Each record must be output exactly and in full.

**INPUT RECORDS**.
* * *

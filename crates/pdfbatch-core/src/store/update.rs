//! Status updates and the rules for applying them to a job record.

use crate::job::{Job, JobPhase, JobResult, JobStatus};
use crate::report::JobError;

use super::error::StoreError;

/// A requested change to one job's status.
#[derive(Debug, Clone, PartialEq)]
pub enum JobUpdate {
    /// Selected for a run. Only valid from `Idle`.
    Queued,
    /// Upload begins: `Queued` to `Uploading(0)`.
    Start,
    Uploading(u8),
    Processing(u8),
    Completed(JobResult),
    Failed(JobError),
}

impl JobUpdate {
    fn target(&self) -> JobStatus {
        match self {
            JobUpdate::Queued => JobStatus::Queued,
            JobUpdate::Start | JobUpdate::Uploading(_) => JobStatus::Uploading,
            JobUpdate::Processing(_) => JobStatus::Processing,
            JobUpdate::Completed(_) => JobStatus::Completed,
            JobUpdate::Failed(_) => JobStatus::Failed,
        }
    }
}

/// Applies `change` to `job`.
///
/// - Terminal jobs reject every update (only `retry` leaves a terminal state).
/// - `Queued` only from `Idle`; `Start` only from `Queued`.
/// - Progress and `Completed` only once started. In-flight progress never
///   decreases and is capped at 100; a late `Uploading` on a job already
///   `Processing` only raises progress.
/// - `Failed` is accepted from any live state and keeps the last progress.
pub(super) fn apply(job: &mut Job, change: JobUpdate) -> Result<(), StoreError> {
    let current = job.status();
    if current.is_terminal() {
        return Err(StoreError::Terminal {
            id: job.id.clone(),
            status: current,
        });
    }
    let started = matches!(current, JobStatus::Uploading | JobStatus::Processing);
    let allowed = match change {
        JobUpdate::Queued => current == JobStatus::Idle,
        JobUpdate::Start => current == JobStatus::Queued,
        JobUpdate::Uploading(_) | JobUpdate::Processing(_) | JobUpdate::Completed(_) => started,
        JobUpdate::Failed(_) => true,
    };
    if !allowed {
        return Err(StoreError::InvalidTransition {
            id: job.id.clone(),
            from: current,
            to: change.target(),
        });
    }

    let prev = job.phase.progress();
    let next = match change {
        JobUpdate::Queued => JobPhase::Queued,
        JobUpdate::Start => JobPhase::Uploading { progress: 0 },
        JobUpdate::Uploading(p) => {
            let progress = p.min(100).max(prev);
            if current == JobStatus::Processing {
                JobPhase::Processing { progress }
            } else {
                JobPhase::Uploading { progress }
            }
        }
        JobUpdate::Processing(p) => JobPhase::Processing {
            progress: p.min(100).max(prev),
        },
        JobUpdate::Completed(result) => JobPhase::Completed(result),
        JobUpdate::Failed(error) => JobPhase::Failed {
            error,
            progress: prev,
        },
    };
    if current != next.status() {
        tracing::debug!(
            job = %job.id,
            from = current.as_str(),
            to = next.status().as_str(),
            "job status change"
        );
    }
    job.phase = next;
    Ok(())
}
//! Bounded concurrent execution.
//!
//! Keeps up to `max_parallel` jobs running at once; when one finishes, the
//! next selected job is started until none are left.

use crate::runner::{run_job, RunContext};
use crate::store::Claim;

pub async fn run_parallel(ctx: &RunContext, selected: &[Claim], max_parallel: usize) {
    let max_parallel = max_parallel.max(1);
    let mut pending = selected.iter();
    let mut join_set = tokio::task::JoinSet::new();

    loop {
        while join_set.len() < max_parallel {
            let Some(claim) = pending.next() else {
                break;
            };
            join_set.spawn(run_job(ctx.clone(), claim.clone()));
        }

        let Some(res) = join_set.join_next().await else {
            break;
        };
        if let Err(e) = res {
            // The job itself is settled by the post-run sweep.
            tracing::warn!("job task join: {}", e);
        }
    }
}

* * *

**ANSWER FOR THIS EXERCISE**.
filename crates/pdfbatch-core/src/store/update.rs
//! Status updates and the rules for applying them to a job record.

use crate::job::{Job, JobPhase, JobResult, JobStatus};
use crate::report::JobError;

use super::error::StoreError;

/// A requested change to one job's status.
#[derive(Debug, Clone, PartialEq)]
pub enum JobUpdate {
    /// Selected for a run. Only valid from `Idle`.
    Queued,
    /// Upload begins: `Queued` to `Uploading(0)`.
    Start,
    Uploading(u8),
    Processing(u8),
    Completed(JobResult),
    Failed(JobError),
}

impl JobUpdate {
    fn target(&self) -> JobStatus {
        match self {
            JobUpdate::Queued => JobStatus::Queued,
            JobUpdate::Start | JobUpdate::Uploading(_) => JobStatus::Uploading,
            JobUpdate::Processing(_) => JobStatus::Processing,
            JobUpdate::Completed(_) => JobStatus::Completed,
            JobUpdate::Failed(_) => JobStatus::Failed,
        }
    }
}

/// Applies `change` to `job`.
///
/// - Terminal jobs reject every update (only `retry` leaves a terminal state).
/// - `Queued` only from `Idle`; `Start` only from `Queued`.
/// - Progress and `Completed` only once started. In-flight progress never
///   decreases and is capped at 100; a late `Uploading` on a job already
///   `Processing` only raises progress.
/// - `Failed` is accepted from any live state and keeps the last progress.
pub(super) fn apply(job: &mut Job, change: JobUpdate) -> Result<(), StoreError> {
    let current = job.status();
    if current.is_terminal() {
        return Err(StoreError::Terminal {
            id: job.id.clone(),
            status: current,
        });
    }
    let started = matches!(current, JobStatus::Uploading | JobStatus::Processing);
    let allowed = match change {
        JobUpdate::Queued => current == JobStatus::Idle,
        JobUpdate::Start => current == JobStatus::Queued,
        JobUpdate::Uploading(_) | JobUpdate::Processing(_) | JobUpdate::Completed(_) => started,
        JobUpdate::Failed(_) => true,
    };
    if !allowed {
        return Err(StoreError::InvalidTransition {
            id: job.id.clone(),
            from: current,
            to: change.target(),
        });
    }

    let prev = job.phase.progress();
    let next = match change {
        JobUpdate::Queued => JobPhase::Queued,
        JobUpdate::Start => JobPhase::Uploading { progress: 0 },
        JobUpdate::Uploading(p) => {
            let progress = p.min(100).max(prev);
            if current == JobStatus::Processing {
                JobPhase::Processing { progress }
            } else {
                JobPhase::Uploading { progress }
            }
        }
        JobUpdate::Processing(p) => JobPhase::Processing {
            progress: p.min(100).max(prev),
        },
        JobUpdate::Completed(result) => JobPhase::Completed(result),
        JobUpdate::Failed(error) => JobPhase::Failed {
            error,
            progress: prev,
        },
    };
    if current != next.status() {
        tracing::debug!(
            job = %job.id,
            from = current.as_str(),
            to = next.status().as_str(),
            "job status change"
        );
    }
    job.phase = next;
    Ok(())
}
//! Bounded concurrent execution.
//!
//! Keeps up to `max_parallel` jobs running at once; when one finishes, the
//! next selected job is started until none are left.

use crate::runner::{run_job, RunContext};
use crate::store::Claim;

pub async fn run_parallel(ctx: &RunContext, selected: &[Claim], max_parallel: usize) {
    let max_parallel = max_parallel.max(1);
    let mut pending = selected.iter();
    let mut join_set = tokio::task::JoinSet::new();

    loop {
        while join_set.len() < max_parallel {
            let Some(claim) = pending.next() else {
                break;
            };
            join_set.spawn(run_job(ctx.clone(), claim.clone()));
        }

        let Some(res) = join_set.join_next().await else {
            break;
        };
        if let Err(e) = res {
            // The job itself is settled by the post-run sweep.
            tracing::warn!("job task join: {}", e);
        }
    }
}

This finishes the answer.